Article 12: Suspension and retention of title

 

1. If the client does not fulfill his payment obligations, all rights transferred by Melolelo to the client within the agreement will be suspended until such time as these payment obligations have been fulfilled. In that case, the client is not permitted to use the designs made available to him.

2. In the event that further agreements are made between Melolelo and the client with regard to the transfer of the right of ownership to the services and products delivered by Melolelo to the client, these will in any case remain the property of Melolelo until all amounts owed by the client have been satisfied.

 

Article 13: Revoked order

 

1. If the client revokes a written assignment, he must pay the fee and the costs incurred with regard to the work performed by Melolelo up to that point.

 

Article 14: Termination of assignment

 

1. If there are circumstances beyond its control, as a result of which Melolelo cannot reasonably be expected to further fulfill the assignment, Melolelo has the right to cancel this assignment, without being obliged to pay any compensation or guarantee. In this case, Melolelo is entitled to a fee for the work performed up to that time and to a reimbursement of the costs incurred up to that time, and it is obliged to make the results achieved available to the client. If conduct or actions on the part of the client are the reason that Melolo cannot reasonably be expected to continue to fulfill the assignment, then it has the right, in addition to the right to withdraw the assignment, to the full fee relevant to the assignment.

 

Article 15: Liability, limitation and indemnification of liability

 

1. Melolelo cannot be held liable for errors or shortcomings in materials such as texts, photo material, etc. provided by the client. The client bears the risk of misunderstandings or errors with regard to the performance of the agreement if these are prompted or caused by actions of the client, such as the late or non-delivery of complete, reliable and clear data / materials. The client bears the risk for errors or shortcomings of third parties engaged by or on behalf of the client.

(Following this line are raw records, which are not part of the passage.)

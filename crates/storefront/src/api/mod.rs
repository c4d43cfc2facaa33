//! REST client for the ShapeShift catalog API.
//!
//! # Architecture
//!
//! - JSON over `reqwest`; every response body goes through
//!   [`crate::normalize`] because envelope shapes differ per endpoint
//! - The bearer token lives in the key-value store under
//!   [`keys::AUTH_TOKEN`](crate::storage::keys::AUTH_TOKEN) and is re-read
//!   on every request, so a login from another process is picked up
//! - Product and category listings are cached with `moka` (5 minute TTL);
//!   any successful mutation invalidates the whole cache
//!
//! # Example
//!
//! ```rust,ignore
//! use shapeshift_storefront::api::{ApiClient, ApiConfig, ProductQuery};
//!
//! let client = ApiClient::new(&ApiConfig::new(base_url), store)?;
//! let products = client.list_products(&ProductQuery::default()).await?;
//! ```

mod auth;
mod cache;
mod categories;
mod products;
mod uploads;

use std::sync::Arc;
use std::time::Duration;

use moka::future::Cache;
use reqwest::{Method, RequestBuilder, StatusCode};
use secrecy::{ExposeSecret, SecretString};
use serde_json::Value;
use thiserror::Error;
use url::Url;

use crate::storage::{KeyValueStore, keys};

pub use auth::LoginResponse;
pub use products::ProductQuery;
pub use uploads::{UploadFile, UploadedImage};

use cache::CacheValue;

/// Default API base URL for local development.
pub const DEFAULT_BASE_URL: &str = "http://localhost:5023/api/v1";

/// Errors that can occur when talking to the catalog API.
#[derive(Debug, Error)]
pub enum ApiError {
    /// HTTP request failed before a response arrived.
    #[error("HTTP error: {0}")]
    Http(#[from] reqwest::Error),

    /// The server answered with a non-success status.
    #[error("{message}")]
    Status { status: u16, message: String },

    /// The response body was not valid JSON.
    #[error("JSON parse error: {0}")]
    Parse(#[from] serde_json::Error),

    /// The response did not contain the expected record.
    #[error("Not found: {0}")]
    NotFound(String),

    /// The operation needs a login and no token is stored.
    #[error("Not logged in")]
    MissingToken,

    /// A request URL could not be built.
    #[error("Invalid URL: {0}")]
    Url(#[from] url::ParseError),
}

impl ApiError {
    /// HTTP status of a [`ApiError::Status`] error.
    #[must_use]
    pub const fn status(&self) -> Option<u16> {
        match self {
            Self::Status { status, .. } => Some(*status),
            _ => None,
        }
    }

    /// Whether the server rejected our credentials (401 or 403).
    #[must_use]
    pub const fn is_auth_failure(&self) -> bool {
        matches!(self.status(), Some(401 | 403))
    }
}

/// Upstream API settings.
#[derive(Debug, Clone, PartialEq, Eq)]
pub struct ApiConfig {
    /// Base URL including the version prefix, e.g. `http://localhost:5023/api/v1`.
    pub base_url: Url,
    /// Per-request timeout.
    pub timeout: Duration,
}

impl ApiConfig {
    /// Settings for `base_url` with a 30 second timeout.
    #[must_use]
    pub const fn new(base_url: Url) -> Self {
        Self {
            base_url,
            timeout: Duration::from_secs(30),
        }
    }
}

// =============================================================================
// ApiClient
// =============================================================================

/// Client for the catalog REST API.
///
/// Cheap to clone; clones share the HTTP connection pool and cache.
#[derive(Clone)]
pub struct ApiClient {
    inner: Arc<ApiClientInner>,
}

struct ApiClientInner {
    client: reqwest::Client,
    base_url: String,
    store: Arc<dyn KeyValueStore>,
    cache: Cache<String, CacheValue>,
}

impl std::fmt::Debug for ApiClient {
    fn fmt(&self, f: &mut std::fmt::Formatter<'_>) -> std::fmt::Result {
        f.debug_struct("ApiClient")
            .field("base_url", &self.inner.base_url)
            .finish_non_exhaustive()
    }
}

impl ApiClient {
    /// Create a client. The token is read from `store` on each request.
    ///
    /// # Errors
    ///
    /// Returns an error if the HTTP client cannot be built.
    pub fn new(config: &ApiConfig, store: Arc<dyn KeyValueStore>) -> Result<Self, ApiError> {
        let cache = Cache::builder()
            .max_capacity(1000)
            .time_to_live(Duration::from_secs(300)) // 5 minutes
            .build();

        let client = reqwest::Client::builder().timeout(config.timeout).build()?;

        Ok(Self {
            inner: Arc::new(ApiClientInner {
                client,
                base_url: config.base_url.as_str().trim_end_matches('/').to_owned(),
                store,
                cache,
            }),
        })
    }

    /// The stored bearer token, if any.
    #[must_use]
    pub fn token(&self) -> Option<SecretString> {
        self.inner
            .store
            .get(keys::AUTH_TOKEN)
            .filter(|t| !t.trim().is_empty())
            .map(SecretString::from)
    }

    /// Store or clear the bearer token.
    ///
    /// Storage failures are logged; the token then only lives until the
    /// next read.
    pub fn set_token(&self, token: Option<&SecretString>) {
        let result = match token {
            Some(token) => self
                .inner
                .store
                .set(keys::AUTH_TOKEN, token.expose_secret()),
            None => self.inner.store.remove(keys::AUTH_TOKEN),
        };
        if let Err(e) = result {
            tracing::warn!(error = %e, "Failed to persist auth token");
        }
    }

    /// Build an endpoint URL from path segments, percent-encoding each one.
    fn url(&self, segments: &[&str]) -> Result<Url, ApiError> {
        let mut url = self.inner.base_url.clone();
        for segment in segments {
            url.push('/');
            url.push_str(&urlencoding::encode(segment));
        }
        Ok(Url::parse(&url)?)
    }

    /// Start a request, attaching the bearer token when `auth` is set and a
    /// token is stored.
    fn request(&self, method: Method, url: Url, auth: bool) -> RequestBuilder {
        let builder = self.inner.client.request(method, url);
        match self.token() {
            Some(token) if auth => builder.bearer_auth(token.expose_secret()),
            _ => builder,
        }
    }

    /// Send a request and return the JSON body.
    ///
    /// Non-success statuses become [`ApiError::Status`] carrying the server's
    /// `message` when it sent one. An empty success body is `null`.
    async fn send(builder: RequestBuilder) -> Result<Value, ApiError> {
        let response = builder.send().await?;
        let status = response.status();
        let body = response.text().await?;

        if !status.is_success() {
            let message = error_message(status, &body);
            tracing::warn!(status = %status, message = %message, "Catalog API returned an error");
            return Err(ApiError::Status {
                status: status.as_u16(),
                message,
            });
        }

        if body.trim().is_empty() {
            return Ok(Value::Null);
        }

        serde_json::from_str(&body).map_err(|e| {
            tracing::error!(
                error = %e,
                body = %body.chars().take(500).collect::<String>(),
                "Failed to parse catalog API response"
            );
            ApiError::Parse(e)
        })
    }

    /// Drop every cached listing so the next read goes to the server.
    pub async fn invalidate_cache(&self) {
        self.inner.cache.invalidate_all();
        self.inner.cache.run_pending_tasks().await;
    }
}

/// Error text for a failed response: the body's `message`, a generic
/// message when the body is not JSON, or the status code.
fn error_message(status: StatusCode, body: &str) -> String {
    let Ok(json) = serde_json::from_str::<Value>(body) else {
        return "Request failed".to_owned();
    };
    json.get("message")
        .and_then(Value::as_str)
        .filter(|m| !m.is_empty())
        .map_or_else(
            || format!("HTTP error! status: {}", status.as_u16()),
            str::to_owned,
        )
}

2. Melolelo cannot be held liable for errors in the text and / or the design, if the client, in accordance with the provisions of art. 5.4, ​​has performed an audit and has given its approval.

3. The liability of Melolelo for damage arising from an agreement with a client is always limited to the amount of Melolelo's accrued fee.

4. The client indemnifies Melolelo against all claims from third parties arising from the applications or the use of the result of the assignment, as well as against claims regarding copyrights regarding materials provided by the client that are used in the execution of the assignment.

 

Article 16: Other conditions

 

1. General and special terms and conditions of the client do not bind Melolelo except if and insofar as they do not conflict with the present terms and conditions and insofar as Melolelo has explicitly accepted the applicability of such terms and conditions in writing.

 

Article 17: Dutch law

 

1. The agreement between Melolelo and the client is governed by Dutch law. The competent court for hearing disputes between Melolelo and the client is the court in the district where Melolelo is located, without prejudice to the legal provisions regarding the jurisdiction of the Subdistrict Court.

 

Article 18: Changes to the conditions

 

1. Melolelo reserves the right to change these general terms and conditions. The general terms and conditions will be provided to the client once during the execution by Melolelo of the first placed or the current assignment, so that he is aware of this. When extending the current or placing a new assignment with Melolelo, the client must inform itself whether the general terms and conditions of Melolelo have been changed during that time.